= Lejaren Hiller =

American composer

Lejaren Arthur Hiller Jr. (February 23, 1924 – January 26, 1994) was an American composer, computer scientist, and chemist.

==Career==
Hiller was born on February 23, 1924, in New York City. His father, Lejaren Hiller Sr., was a well-known art photographer who specialized in historical tableaux. As a child, Lejaren Jr. played piano, oboe, clarinet, and saxophone. While earning a degree in chemistry at Princeton University, he also studied composition with Roger Sessions and Milton Babbitt. From 1947 to 1952, he worked as a research chemist for DuPont in Waynesboro, Virginia, where he developed the first reliable process for dyeing Orlon acrylic fiber and coauthored a popular textbook.

In 1957, he collaborated with Leonard Isaacson on his Illiac Suite, the first significant work of computer-based algorithmic composition, which was realized using the ILLIAC I computer at the University of Illinois Urbana-Champaign. He wrote an article on the Illiac Suite for Scientific American which garnered controversy.
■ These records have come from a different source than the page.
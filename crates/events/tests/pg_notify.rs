//! Integration tests for the Postgres NOTIFY progress transport.

use std::sync::Arc;
use std::time::Duration;

use sqlx::PgPool;
use tokio::sync::broadcast;
use tokio_util::sync::CancellationToken;
use varia_core::progress::{ProgressEvent, SessionEvent};
use varia_core::types::SessionId;
use varia_events::postgres::{PgNotifyPublisher, PgProgressListener, PROGRESS_CHANNEL};
use varia_events::{ProgressBus, ProgressPublisher};

const SESSION: &str = "sid-notify";

fn complete(job: u32) -> ProgressEvent {
    ProgressEvent::JobComplete {
        filename: "song.mid".into(),
        job,
    }
}

/// Start a listener relaying onto `bus` and wait until it is subscribed.
///
/// Events published before `LISTEN` takes effect are lost, so keep
/// publishing a marker on a separate session until one arrives.
async fn start_listener(
    pool: &PgPool,
    bus: &Arc<ProgressBus>,
    rx: &mut broadcast::Receiver<SessionEvent>,
    cancel: &CancellationToken,
) -> tokio::task::JoinHandle<Result<(), sqlx::Error>> {
    let listener = PgProgressListener::new(pool.clone(), Arc::clone(bus));
    let handle = tokio::spawn(listener.run(cancel.clone()));

    let publisher = PgNotifyPublisher::new(pool.clone());
    let marker = SessionId::new("sid-marker");
    for _ in 0..100 {
        publisher.publish(&marker, complete(0)).await;
        if let Ok(Ok(envelope)) = tokio::time::timeout(Duration::from_millis(100), rx.recv()).await
        {
            if envelope.session_id == marker {
                return handle;
            }
        }
    }
    panic!("progress listener never subscribed");
}

/// Next event addressed to `session`, skipping stray markers.
async fn next_for(rx: &mut broadcast::Receiver<SessionEvent>, session: &SessionId) -> ProgressEvent {
    loop {
        let envelope = tokio::time::timeout(Duration::from_secs(5), rx.recv())
            .await
            .expect("timed out waiting for a progress event")
            .expect("bus closed");
        if &envelope.session_id == session {
            return envelope.event;
        }
    }
}

// ---------------------------------------------------------------------------
// Test: notifications reach the local bus in publish order
// ---------------------------------------------------------------------------

#[sqlx::test(migrations = false)]
async fn published_events_reach_bus_in_order(pool: PgPool) {
    let bus = Arc::new(ProgressBus::default());
    let mut rx = bus.subscribe();
    let cancel = CancellationToken::new();
    let handle = start_listener(&pool, &bus, &mut rx, &cancel).await;

    let publisher = PgNotifyPublisher::new(pool.clone());
    let session = SessionId::new(SESSION);
    publisher.publish(&session, complete(1)).await;
    publisher.publish(&session, complete(2)).await;
    publisher
        .publish(
            &session,
            ProgressEvent::BatchComplete {
                filename: "song.mid".into(),
            },
        )
        .await;

    assert_eq!(next_for(&mut rx, &session).await, complete(1));
    assert_eq!(next_for(&mut rx, &session).await, complete(2));
    assert!(next_for(&mut rx, &session).await.is_terminal());

    cancel.cancel();
    handle.await.unwrap().unwrap();
}

// ---------------------------------------------------------------------------
// Test: a malformed notification is skipped without stopping the listener
// ---------------------------------------------------------------------------

#[sqlx::test(migrations = false)]
async fn malformed_notification_is_skipped(pool: PgPool) {
    let bus = Arc::new(ProgressBus::default());
    let mut rx = bus.subscribe();
    let cancel = CancellationToken::new();
    let handle = start_listener(&pool, &bus, &mut rx, &cancel).await;

    sqlx::query("SELECT pg_notify($1, $2)")
        .bind(PROGRESS_CHANNEL)
        .bind("not json")
        .execute(&pool)
        .await
        .unwrap();

    let session = SessionId::new(SESSION);
    PgNotifyPublisher::new(pool.clone())
        .publish(
            &session,
            ProgressEvent::JobFailed {
                filename: "song.mid".into(),
                job: 1,
            },
        )
        .await;

    assert_eq!(
        next_for(&mut rx, &session).await,
        ProgressEvent::JobFailed {
            filename: "song.mid".into(),
            job: 1,
        }
    );

    cancel.cancel();
    handle.await.unwrap().unwrap();
}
Hiller was met with hostility from the musical establishment; both Baker's Biographical Dictionary of Musicians and The New Grove Dictionary of Music and Musicians refused to include him until shortly before his death.

A majority of Hiller's works after 1957 do not involve computers at all, but might include stochastic music, indeterminacy, serialism, Brahmsian traditionalism, jazz, performance art, folk song and counterpoint mixed together. In 1958, Hiller founded the Experimental Music Studios at the University of Illinois. He created the MUSICOMP ("MUsic SImulator-Interpreter for COMpositional Procedures") programming language for music composition with Robert Baker in order to create their Computer Cantata (1963). He also collaborated with John Cage for the composition and multimedia event HPSCHD (1969).
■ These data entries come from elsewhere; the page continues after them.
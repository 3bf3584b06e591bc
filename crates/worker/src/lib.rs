//! Batch execution for variation requests.
//!
//! A [`WorkerRunner`] claims batches from a [`varia_db::queue::BatchQueue`]
//! and hands each one to a [`JobExecutor`], which runs the repetitions
//! sequentially against the generator and publishes progress for the
//! requesting session.

pub mod config;
pub mod context;
pub mod executor;
pub mod runner;

pub use context::WorkerContext;
pub use executor::{JobError, JobExecutor};
pub use runner::WorkerRunner;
In 1968, he joined the faculty at the University at Buffalo as Slee Professor of Composition, where he established the school's first computer music facility, co-directed with Lukas Foss, at the Center of the Creative and Performing Arts. Illness forced him to retire in 1989.

His notable pupils include James Fulkerson, Larry Lake, Ilza Nogueira, David Rosenboom, Margaret Scoville, Michael Ranta, Elliott Sharp, Bernadette Speach, and James Tenney.

Hiller died from Alzheimer's disease on January 26, 1994, in Buffalo, New York.

==Bibliography==
Hiller wrote three books:
- Hiller, Lejaren A., and Leonard M. Issacson. (1959/1979). Experimental Music: Composition With an Electronic Computer. McGraw-Hill, New York. ISBN 978-0-313-22158-3.
- Hiller, Lejaren and Herber, Rolfe H. (1960). Principles of Chemistry.
- Hiller, Lejaren (1964). Informationstheorie und Computermusik.